Combining Linear-Scaling DFT with Subsystem DFT in Born Oppenheimer and Ehrenfest Molecular Dynamics Simulations: From Molecules to a Virus in Solution

In this work, methods for the efficient simulation of large systems embedded in a molecular environment are presented. These methods combine linear-scaling (LS) KohnSham (KS) density functional theory (DFT) with subsystem (SS) DFT. LS DFT is efficient for large subsystems, while SS DFT is linear scaling with a smaller prefactor for large sets of small molecules. The combination of SS and LS, which is an embedding approach, can result in a 10-fold speedup over a pure LS simulation for large systems in aqueous solution. In addition to a ground-state BornOppenheimer SS+LS implementation, a time-dependent density functional theory-based Ehrenfest molecular dynamics (EMD) using density matrix propagation is presented that allows for performing nonadiabatic dynamics.

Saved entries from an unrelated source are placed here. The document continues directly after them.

use std::path::Path;
use std::sync::atomic::{AtomicUsize, Ordering};

use anyhow::{Context, Result};
use deadpool::managed::{self, Pool, RecycleError, RecycleResult};
use libsql::{Builder, Connection, Database, Error as LibsqlError, params};

/// Milliseconds a writer waits on a locked database before giving up
const BUSY_TIMEOUT_MS: u64 = 5_000;

pub struct LibsqlManager {
    database: Database,
    recycle_count: AtomicUsize,
}

impl LibsqlManager {
    pub fn new(database: Database) -> Self {
        Self { database, recycle_count: AtomicUsize::new(0) }
    }
}

impl managed::Manager for LibsqlManager {
    type Type = Connection;
    type Error = LibsqlError;

    async fn create(&self) -> Result<Self::Type, Self::Error> {
        let conn = self.database.connect()?;
        // Both pragmas report their new value as a row
        conn.query(&format!("PRAGMA busy_timeout = {BUSY_TIMEOUT_MS}"), ()).await?;
        conn.query("PRAGMA journal_mode = WAL", ()).await?;
        Ok(conn)
    }

    async fn recycle(&self, conn: &mut Self::Type, _: &managed::Metrics) -> RecycleResult<Self::Error> {
        let recycle_count = self.recycle_count.fetch_add(1, Ordering::Relaxed) as u64;
        let row = conn
            .query("SELECT ?1", params![recycle_count])
            .await?
            .next()
            .await?
            .ok_or(LibsqlError::QueryReturnedNoRows)?;
        if row.get::<u64>(0)? != recycle_count {
            return Err(RecycleError::Message("connection returned a stale result".into()));
        }
        Ok(())
    }
}

pub type LibsqlPool = Pool<LibsqlManager>;

/// Open (creating if needed) the result database and wrap it in a pool
pub async fn open_pool(path: &Path, max_size: usize) -> Result<LibsqlPool> {
    if let Some(parent) = path.parent().filter(|p| !p.as_os_str().is_empty()) {
        std::fs::create_dir_all(parent)
            .with_context(|| format!("failed to create database directory {}", parent.display()))?;
    }

    let database = Builder::new_local(path)
        .build()
        .await
        .with_context(|| format!("failed to open database {}", path.display()))?;
    let pool = Pool::builder(LibsqlManager::new(database))
        .max_size(max_size)
        .build()
        .context("failed to build connection pool")?;
    Ok(pool)
}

Density matrix-based EMD in the SS framework is naturally linear scaling and appears suitable to study the electronic dynamics of molecules in solution. In the LS framework, linear scaling results as long as the density matrix remains sparse during time propagation. However, we generally find a less than exponential decay of the density matrix after a sufficiently long EMD run, preventing LS EMD simulations with arbitrary accuracy. The methods are tested on various systems, including spectroscopy on dyes, the electronic structure of TiO2 nanoparticles, electronic transport in carbon nanotubes, and the satellite tobacco mosaic virus in explicit solution.